À chercher un élément dynamique dans le récit, l'unique moteur de l'action, on le trouvera sans difficulté dans l'alternance des vents. Les vents, porteurs de mythes, et quelques orages apocalyptiques affectent non seulement les métamorphoses des paysages, mais ils déterminent surtout les situations dramatiques, de sorte que leurs noms pourraient aussi intituler quasiment chaque chapitre – il en est ainsi pour deux d'entre eux : « Tramontane » et « Sirocco » - ce qui aurait sans doute pour conséquence d'ancrer davantage le livre dans la catégorie des récits marins, au détriment de l'aspect « archipélagique » qu'il possède en réalité.
À ce propos, je suis désolé que le titre de l'édition française du livre soit tellement plus explicatif que celui d'origine, de manière absolument contraire à l'intitulé des chapitres, et à l'esprit du livre tout entier.
Cit. :
« La nature, que j'ai regardée au début d'un œil bêtement contemplateur, se révèle être tout sauf pacifique. Chaque mètre carré de bruyère autour du phare est en état d'alerte et de tension. Redoutant la nuée hurlante, les chatons à peine nés savent déjà qu'ils ne doivent jamais sortir à découvert, et dès que je vais leur apporter quelques restes sous le bûcher, ils feulent comme des tigres. La poule observe le ciel d'un œil jaune de terreur. Les faucons eux-mêmes ne s'aventurent qu'avec circonspection. L'île entière hurle de peur. » (p. 60)
« Sur mon cahier, les observations se sont faites plus attentives, plus ponctuelles. Mes pensées sont devenues moins complexes, mais plus hermétiques ; elles ont acquis de la force par un effet de soustraction, comme les objets polis par la mer. Et puis d'ailleurs, ce n'est plus moi qui les cherche, les pensées ; ce sont elles qui viennent me trouver. Je les grappille ici et là, en déambulant sur l'île, comme les asperges sauvages ou les câpres que je mets à saler. L'écriture elle-même s'assèche, elle pousse sur des notes de trois lignes au maximum, elle côtoie les confins de l'incommunicable.

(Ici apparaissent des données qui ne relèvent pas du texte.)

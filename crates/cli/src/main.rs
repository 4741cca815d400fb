//! fac: fix all conflicts.
//!
//! Finds the conflicted files of the Git repository containing the
//! current directory, walks through every conflict in a terminal UI, and
//! writes the chosen resolutions back.

mod style;
mod tui;

use std::path::PathBuf;
use std::process::ExitCode;

use anyhow::{Context, Result};
use clap::Parser;
use tracing_appender::non_blocking::WorkerGuard;
use tracing_subscriber::EnvFilter;

use fac_core::app::{self, RunReport};
use fac_core::summary::Summary;
use fac_core::{CommandEvaluator, Settings, SystemEditor};

use crate::tui::TerminalUiFactory;

/// Environment variable holding the log filter (e.g. `debug`).
const LOG_ENV: &str = "FAC_LOG";

// ---------------------------------------------------------------------------
// CLI argument definitions
// ---------------------------------------------------------------------------

/// Resolve Git merge conflicts one at a time from the terminal.
#[derive(Parser, Debug)]
#[command(name = "fac", version, about = "Fix all conflicts in the current Git repository")]
struct Cli {
    /// Print a commented default settings file and exit.
    #[arg(long)]
    print_config: bool,
}

// ---------------------------------------------------------------------------
// Main
// ---------------------------------------------------------------------------

fn main() -> ExitCode {
    let cli = Cli::parse();
    // Held until exit so buffered log lines are flushed.
    let _guard = init_logging();

    match run(cli) {
        Ok(()) => ExitCode::SUCCESS,
        Err(e) => {
            println!("{}", style::error(&format!("fac: {e:#}")));
            ExitCode::FAILURE
        }
    }
}

/// Log to `fac.log` in the cache directory when `FAC_LOG` is set. The UI
/// owns the terminal, so nothing is logged to stderr.
fn init_logging() -> Option<WorkerGuard> {
    let filter = std::env::var(LOG_ENV).ok()?;
    let filter = EnvFilter::try_new(&filter).unwrap_or_else(|_| EnvFilter::new("info"));

    let dir = log_dir();
    std::fs::create_dir_all(&dir).ok()?;
    let appender = tracing_appender::rolling::never(&dir, "fac.log");
    let (writer, guard) = tracing_appender::non_blocking(appender);
    tracing_subscriber::fmt()
        .with_env_filter(filter)
        .with_writer(writer)
        .with_ansi(false)
        .try_init()
        .ok()?;
    Some(guard)
}

fn log_dir() -> PathBuf {
    dirs::cache_dir()
        .unwrap_or_else(std::env::temp_dir)
        .join("fac")
}

fn run(cli: Cli) -> Result<()> {
    if cli.print_config {
        print!("{}", Settings::default_template());
        return Ok(());
    }

    let settings = Settings::load().context("failed to load settings")?;
    let root = std::env::current_dir().context("failed to read the current directory")?;
    tracing::info!(root = %root.display(), "fac starting");

    let editor = SystemEditor::from_settings(&settings);
    let evaluator = CommandEvaluator::new(settings.binding);
    match app::run(&root, settings, TerminalUiFactory, editor, evaluator)? {
        RunReport::NothingToResolve => println!("{}", style::success("No conflicts detected 🎉")),
        RunReport::Completed(summary) => print_summary(&summary),
    }
    Ok(())
}

fn print_summary(summary: &Summary) {
    println!(
        "{}",
        style::header(&format!(
            "Resolved {} of {} conflicts",
            summary.direct() + summary.edited(),
            summary.total()
        ))
    );
    for (label, count) in [
        ("local", summary.local),
        ("incoming", summary.incoming),
        ("both", summary.both),
        ("edited", summary.custom),
    ] {
        if count > 0 {
            println!("  {label:<10} {count}");
        }
    }
    if summary.unresolved > 0 {
        println!(
            "{}",
            style::warn(&format!("{} left unresolved", summary.unresolved))
        );
    }
    for file in &summary.files {
        let line = format!("{} ({}/{})", file.name, file.resolved, file.total);
        if file.resolved == file.total {
            println!("  {}", style::success(&line));
        } else {
            println!("  {}", style::dim(&line));
        }
    }
}
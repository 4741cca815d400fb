//! The in-memory conflict handle.

use std::fmt;

use tracing::debug;

use super::parser::{self, Block};
use crate::config::FallbackPolicy;
use crate::errors::ParseError;

// ---------------------------------------------------------------------------
// Types
// ---------------------------------------------------------------------------

/// Stable identity of a conflict for the whole session.
#[derive(Debug, Clone, Copy, PartialEq, Eq, Hash)]
pub struct ConflictId {
    /// Index of the owning file in discovery order.
    pub file: usize,
    /// Position of the conflict within its file.
    pub ordinal: usize,
}

impl fmt::Display for ConflictId {
    fn fmt(&self, f: &mut fmt::Formatter<'_>) -> fmt::Result {
        write!(f, "{}#{}", self.file, self.ordinal)
    }
}

/// Resolution state of a conflict.
#[derive(Debug, Clone, Copy, PartialEq, Eq, Hash)]
pub enum Resolution {
    /// Nothing chosen yet; markers are written back as-is.
    Unresolved,
    /// The local ("ours") side.
    Local,
    /// The incoming ("theirs") side.
    Incoming,
    /// Local followed by incoming.
    Both,
    /// Hand-edited content from the external editor.
    Custom,
}

impl Resolution {
    pub fn is_resolved(self) -> bool {
        self != Self::Unresolved
    }
}

impl From<FallbackPolicy> for Resolution {
    fn from(policy: FallbackPolicy) -> Self {
        match policy {
            FallbackPolicy::Local => Self::Local,
            FallbackPolicy::Incoming => Self::Incoming,
            FallbackPolicy::Both => Self::Both,
        }
    }
}

impl fmt::Display for Resolution {
    fn fmt(&self, f: &mut fmt::Formatter<'_>) -> fmt::Result {
        match self {
            Self::Unresolved => write!(f, "unresolved"),
            Self::Local => write!(f, "local"),
            Self::Incoming => write!(f, "incoming"),
            Self::Both => write!(f, "both"),
            Self::Custom => write!(f, "edited"),
        }
    }
}

/// One conflict region inside a file.
#[derive(Debug, Clone)]
pub struct Conflict {
    id: ConflictId,
    file_name: String,
    /// Line of the start marker in the original file (0-indexed).
    start: usize,
    /// Line of the end marker in the original file (0-indexed).
    end: usize,
    local_label: String,
    local: Vec<String>,
    base: Option<(String, Vec<String>)>,
    incoming_label: String,
    incoming: Vec<String>,
    resolution: Resolution,
    custom: Vec<String>,
    /// Extra context lines shown above the block.
    pub top_peek: usize,
    /// Extra context lines shown below the block.
    pub bottom_peek: usize,
}

impl Conflict {
    /// Build a conflict from a parsed marker block.
    pub fn from_block(id: ConflictId, file_name: impl Into<String>, block: Block) -> Self {
        Self {
            id,
            file_name: file_name.into(),
            start: block.start,
            end: block.end,
            local_label: block.local_label,
            local: block.local,
            base: block.base,
            incoming_label: block.incoming_label,
            incoming: block.incoming,
            resolution: Resolution::Unresolved,
            custom: Vec::new(),
            top_peek: 0,
            bottom_peek: 0,
        }
    }

    pub fn id(&self) -> ConflictId {
        self.id
    }

    pub fn file_name(&self) -> &str {
        &self.file_name
    }

    /// Span of the marker block in the original file, inclusive.
    pub fn span(&self) -> (usize, usize) {
        (self.start, self.end)
    }

    pub fn local(&self) -> &[String] {
        &self.local
    }

    pub fn incoming(&self) -> &[String] {
        &self.incoming
    }

    pub fn base(&self) -> Option<&[String]> {
        self.base.as_ref().map(|(_, lines)| lines.as_slice())
    }

    pub fn local_label(&self) -> &str {
        &self.local_label
    }

    pub fn incoming_label(&self) -> &str {
        &self.incoming_label
    }

    pub fn resolution(&self) -> Resolution {
        self.resolution
    }

    pub fn is_resolved(&self) -> bool {
        self.resolution.is_resolved()
    }

    /// Choose a side. `Custom` is only reachable through [`Conflict::update`].
    pub fn resolve(&mut self, resolution: Resolution) {
        debug_assert!(resolution != Resolution::Custom);
        debug!(conflict = %self.id, %resolution, "conflict resolved");
        self.resolution = resolution;
    }

    /// The block as marker text, used for write back and editor buffers.
    pub fn marker_lines(&self) -> Vec<String> {
        let marker = |m: &str, label: &str| {
            if label.is_empty() {
                m.to_owned()
            } else {
                format!("{m} {label}")
            }
        };
        let mut out = Vec::with_capacity(self.local.len() + self.incoming.len() + 4);
        out.push(marker(parser::START, &self.local_label));
        out.extend(self.local.iter().cloned());
        if let Some((label, base)) = &self.base {
            out.push(marker(parser::BASE, label));
            out.extend(base.iter().cloned());
        }
        out.push(parser::SEPARATOR.to_owned());
        out.extend(self.incoming.iter().cloned());
        out.push(marker(parser::END, &self.incoming_label));
        out
    }

    /// Lines that replace the block when the file is written.
    pub fn resolved_lines(&self) -> Vec<String> {
        match self.resolution {
            Resolution::Unresolved => self.marker_lines(),
            Resolution::Local => self.local.clone(),
            Resolution::Incoming => self.incoming.clone(),
            Resolution::Both => self.local.iter().chain(&self.incoming).cloned().collect(),
            Resolution::Custom => self.custom.clone(),
        }
    }

    /// Replace the block with edited lines.
    ///
    /// Lines without markers become a [`Resolution::Custom`] resolution. A
    /// buffer that is exactly one marker block replaces both sides and
    /// leaves the conflict unresolved. Anything else is rejected and the
    /// conflict is left untouched.
    pub fn update(&mut self, lines: Vec<String>) -> Result<(), ParseError> {
        let mut blocks = parser::parse_blocks(&lines)?;
        match blocks.len() {
            0 => {
                if let Some((line, marker)) = parser::first_marker(&lines) {
                    return Err(ParseError::UnexpectedMarker {
                        line: line + 1,
                        marker: marker.to_owned(),
                    });
                }
                debug!(conflict = %self.id, lines = lines.len(), "conflict replaced with edited text");
                self.custom = lines;
                self.resolution = Resolution::Custom;
                Ok(())
            }
            1 => {
                let block = blocks.remove(0);
                if block.start != 0 {
                    return Err(ParseError::StrayText { line: 1 });
                }
                if block.end + 1 != lines.len() {
                    return Err(ParseError::StrayText {
                        line: block.end + 2,
                    });
                }
                debug!(conflict = %self.id, "conflict sides replaced from editor");
                self.local_label = block.local_label;
                self.local = block.local;
                self.base = block.base;
                self.incoming_label = block.incoming_label;
                self.incoming = block.incoming;
                self.custom.clear();
                self.resolution = Resolution::Unresolved;
                Ok(())
            }
            n => Err(ParseError::BlockCount(n)),
        }
    }
}

#[cfg(test)]
mod tests {
    use super::*;

    fn lines(text: &str) -> Vec<String> {
        text.lines().map(str::to_owned).collect()
    }

    fn sample() -> Conflict {
        let block = parser::parse_blocks(&lines("<<<<<<< HEAD\nours\n=======\ntheirs\n>>>>>>> topic"))
            .unwrap()
            .remove(0);
        Conflict::from_block(ConflictId { file: 0, ordinal: 0 }, "a.txt", block)
    }

    #[test]
    fn test_marker_lines_round_trip_the_block() {
        let c = sample();
        assert_eq!(
            c.marker_lines(),
            lines("<<<<<<< HEAD\nours\n=======\ntheirs\n>>>>>>> topic")
        );
        assert_eq!(c.resolved_lines(), c.marker_lines());
    }

    #[test]
    fn test_resolved_lines_per_resolution() {
        let mut c = sample();
        c.resolve(Resolution::Local);
        assert_eq!(c.resolved_lines(), vec!["ours"]);
        c.resolve(Resolution::Incoming);
        assert_eq!(c.resolved_lines(), vec!["theirs"]);
        c.resolve(Resolution::Both);
        assert_eq!(c.resolved_lines(), vec!["ours", "theirs"]);
    }

    #[test]
    fn test_update_without_markers_is_custom() {
        let mut c = sample();
        c.update(lines("merged\nby hand")).unwrap();
        assert_eq!(c.resolution(), Resolution::Custom);
        assert_eq!(c.resolved_lines(), vec!["merged", "by hand"]);
    }

    #[test]
    fn test_update_with_single_block_replaces_sides() {
        let mut c = sample();
        c.resolve(Resolution::Local);
        c.update(lines("<<<<<<< HEAD\nours v2\n=======\ntheirs v2\n>>>>>>> topic"))
            .unwrap();
        assert_eq!(c.resolution(), Resolution::Unresolved);
        assert_eq!(c.local(), ["ours v2"]);
        assert_eq!(c.incoming(), ["theirs v2"]);
    }

    #[test]
    fn test_update_rejects_partial_markers() {
        let mut c = sample();
        let err = c.update(lines("kept\n>>>>>>> topic")).unwrap_err();
        assert!(matches!(err, ParseError::UnexpectedMarker { line: 2, .. }));
        assert_eq!(c.resolution(), Resolution::Unresolved);
        assert_eq!(c.local(), ["ours"]);
    }

    #[test]
    fn test_update_rejects_text_around_block() {
        let mut c = sample();
        let err = c
            .update(lines("<<<<<<< a\nx\n=======\ny\n>>>>>>> b\ntrailing"))
            .unwrap_err();
        assert_eq!(err, ParseError::StrayText { line: 6 });
    }

    #[test]
    fn test_update_rejects_two_blocks() {
        let mut c = sample();
        let err = c
            .update(lines("<<<<<<< a\n=======\n>>>>>>> b\n<<<<<<< a\n=======\n>>>>>>> b"))
            .unwrap_err();
        assert_eq!(err, ParseError::BlockCount(2));
    }

    #[test]
    fn test_fallback_policy_maps_to_resolution() {
        assert_eq!(Resolution::from(FallbackPolicy::Local), Resolution::Local);
        assert_eq!(Resolution::from(FallbackPolicy::Both), Resolution::Both);
        assert_eq!(Resolution::Custom.to_string(), "edited");
    }
}
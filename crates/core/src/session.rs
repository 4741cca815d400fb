//! The session controller.
//!
//! [`SessionLoop`] creates a UI context, drives it until it yields a
//! signal, drops it, and decides what happens next:
//!
//! ```text
//! Bootstrapping -> Active -> EditorHandoff -> Active -> ... -> Quitting
//!                     \______________________________________-> Aborted
//! ```
//!
//! A UI context is an owned value whose `Drop` releases the terminal, so
//! every exit path (signal, error, panic unwind) tears it down before the
//! next step runs. At most one context is alive at a time.

use tracing::{debug, info, warn};

use crate::commands::Evaluate;
use crate::config::Settings;
use crate::conflict::Conflict;
use crate::dispatch::{dispatch, Outcome};
use crate::errors::{CoreError, EditorError, UiError};
use crate::presenter::{Presenter, Selection};
use crate::registry::ConflictRegistry;
use crate::tracker::ErrorToleranceTracker;

// ---------------------------------------------------------------------------
// Collaborator seams
// ---------------------------------------------------------------------------

/// What a UI context hands back to the controller.
#[derive(Debug, Clone, PartialEq, Eq)]
pub enum UiEvent {
    /// A line of input, trailing newline removed.
    Submit(String),
    /// The user asked to leave (Ctrl+C).
    Quit,
}

/// One live instantiation of the interactive display.
///
/// Dropping the context must release the terminal.
pub trait UiContext {
    /// Draw `ctx` and block until the user submits input or quits.
    fn next_event(&mut self, ctx: &SessionContext) -> Result<UiEvent, UiError>;
}

/// Creates UI contexts on demand.
pub trait UiFactory {
    type Context: UiContext;

    fn create(&mut self, ctx: &SessionContext) -> Result<Self::Context, UiError>;
}

/// Runs an external editor on a conflict and returns the edited lines.
pub trait Editor {
    fn open(&mut self, conflict: &Conflict) -> Result<Vec<String>, EditorError>;
}

// ---------------------------------------------------------------------------
// Session state
// ---------------------------------------------------------------------------

/// States of the controller.
#[derive(Debug, Clone, Copy, PartialEq, Eq)]
pub enum Phase {
    Bootstrapping,
    Active,
    EditorHandoff,
    Quitting,
    Aborted,
}

/// How the next UI context makes its first selection.
#[derive(Debug, Clone, Copy, PartialEq, Eq)]
enum Entry {
    /// Show the conflict under the cursor.
    Resume,
    /// Move past the conflict under the cursor if it is now resolved.
    Advance,
}

/// Everything that survives UI teardown.
#[derive(Debug)]
pub struct SessionContext {
    pub registry: ConflictRegistry,
    pub tracker: ErrorToleranceTracker,
    pub presenter: Presenter,
    settings: Settings,
    entry: Entry,
    transitions: Vec<Phase>,
}

impl SessionContext {
    pub fn new(registry: ConflictRegistry, settings: Settings) -> Self {
        Self {
            registry,
            tracker: ErrorToleranceTracker::new(),
            presenter: Presenter::new(&settings),
            settings,
            entry: Entry::Resume,
            transitions: vec![Phase::Bootstrapping],
        }
    }

    pub fn settings(&self) -> &Settings {
        &self.settings
    }

    pub fn phase(&self) -> Phase {
        self.transitions
            .last()
            .copied()
            .unwrap_or(Phase::Bootstrapping)
    }

    /// Every state entered so far, in order. An applied command counts as
    /// an `Active -> Active` transition.
    pub fn transitions(&self) -> &[Phase] {
        &self.transitions
    }

    fn enter(&mut self, phase: Phase) {
        debug!(from = ?self.phase(), to = ?phase, "session transition");
        self.transitions.push(phase);
    }
}

/// Why a UI scope ended without an error.
#[derive(Debug, Clone, Copy, PartialEq, Eq)]
enum ScopeExit {
    EditorRequested,
    Quit,
}

// ---------------------------------------------------------------------------
// Controller
// ---------------------------------------------------------------------------

/// Drives UI contexts, editor handoffs, and command dispatch.
pub struct SessionLoop<F, E, V> {
    factory: F,
    editor: E,
    evaluator: V,
}

impl<F, E, V> SessionLoop<F, E, V>
where
    F: UiFactory,
    E: Editor,
    V: Evaluate,
{
    pub fn new(factory: F, editor: E, evaluator: V) -> Self {
        Self {
            factory,
            editor,
            evaluator,
        }
    }

    /// Run until the user quits or something fatal happens.
    ///
    /// The registry must not be empty.
    pub fn run(&mut self, ctx: &mut SessionContext) -> Result<(), CoreError> {
        assert!(!ctx.registry.is_empty(), "session started with no conflicts");
        info!(conflicts = ctx.registry.size(), "session started");

        loop {
            let exit = match self.run_scope(ctx) {
                Ok(exit) => exit,
                Err(e) => return Err(Self::abort(ctx, e)),
            };

            match exit {
                ScopeExit::Quit => {
                    ctx.enter(Phase::Quitting);
                    info!("session finished");
                    return Ok(());
                }
                ScopeExit::EditorRequested => {
                    ctx.enter(Phase::EditorHandoff);
                    if let Err(e) = self.hand_off(ctx) {
                        return Err(Self::abort(ctx, e));
                    }
                }
            }
        }
    }

    fn abort(ctx: &mut SessionContext, error: CoreError) -> CoreError {
        warn!(%error, "session aborted");
        ctx.enter(Phase::Aborted);
        error
    }

    /// One UI context from creation to drop.
    fn run_scope(&mut self, ctx: &mut SessionContext) -> Result<ScopeExit, CoreError> {
        let mut ui = self.factory.create(ctx)?;
        ctx.enter(Phase::Active);

        if Self::initial_selection(ctx) == Selection::AllResolved {
            info!("all conflicts resolved");
            return Ok(ScopeExit::Quit);
        }
        ctx.presenter.print_prompt();

        loop {
            let input = match ui.next_event(ctx)? {
                UiEvent::Quit => return Ok(ScopeExit::Quit),
                UiEvent::Submit(input) => input,
            };

            match dispatch(&mut self.evaluator, ctx, &input) {
                Outcome::Applied => ctx.enter(Phase::Active),
                Outcome::UnknownCommand { fallback: false } => {}
                Outcome::UnknownCommand { fallback: true } => {
                    let cursor = ctx.registry.cursor();
                    if ctx.presenter.select(&mut ctx.registry, cursor, true)
                        == Selection::AllResolved
                    {
                        return Ok(ScopeExit::Quit);
                    }
                }
                Outcome::EditorRequested => return Ok(ScopeExit::EditorRequested),
                Outcome::Quit => return Ok(ScopeExit::Quit),
                Outcome::Fatal(e) => return Err(e.into()),
            }
            ctx.presenter.print_prompt();
        }
    }

    fn initial_selection(ctx: &mut SessionContext) -> Selection {
        let cursor = ctx.registry.cursor();
        let entry = std::mem::replace(&mut ctx.entry, Entry::Resume);
        let (registry, presenter) = (&mut ctx.registry, &mut ctx.presenter);
        match entry {
            Entry::Resume => presenter.select(registry, cursor, false),
            Entry::Advance if registry.active().is_resolved() => presenter.advance(registry),
            Entry::Advance => presenter.select(registry, cursor, false),
        }
    }

    /// Run the editor with no UI alive and apply its output.
    fn hand_off(&mut self, ctx: &mut SessionContext) -> Result<(), CoreError> {
        let conflict = ctx.registry.active();
        info!(conflict = %conflict.id(), file = conflict.file_name(), "opening editor");
        let lines = self.editor.open(conflict)?;

        match ctx.registry.active_mut().update(lines) {
            Ok(()) => {
                debug!("edited conflict accepted");
                ctx.entry = Entry::Advance;
            }
            Err(e) => {
                warn!(error = %e, "edited conflict rejected");
                ctx.presenter.set_notice(format!("Edit rejected: {e}"));
                ctx.tracker.record_rejected_edit();
                ctx.entry = Entry::Resume;
            }
        }
        Ok(())
    }
}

On voit souvent un vide étrange dans les prunelles de ceux qui reviennent des océans ou des grandes chaînes de montagnes de la planète. "Comment ça s'est passé ?" demande-t-on. Et eux répondent : "Bien", et puis c'est tout. Ils restent là, en silence, à regarder le coucher de soleil, avec une bière sur la table. »(pp. 155-156)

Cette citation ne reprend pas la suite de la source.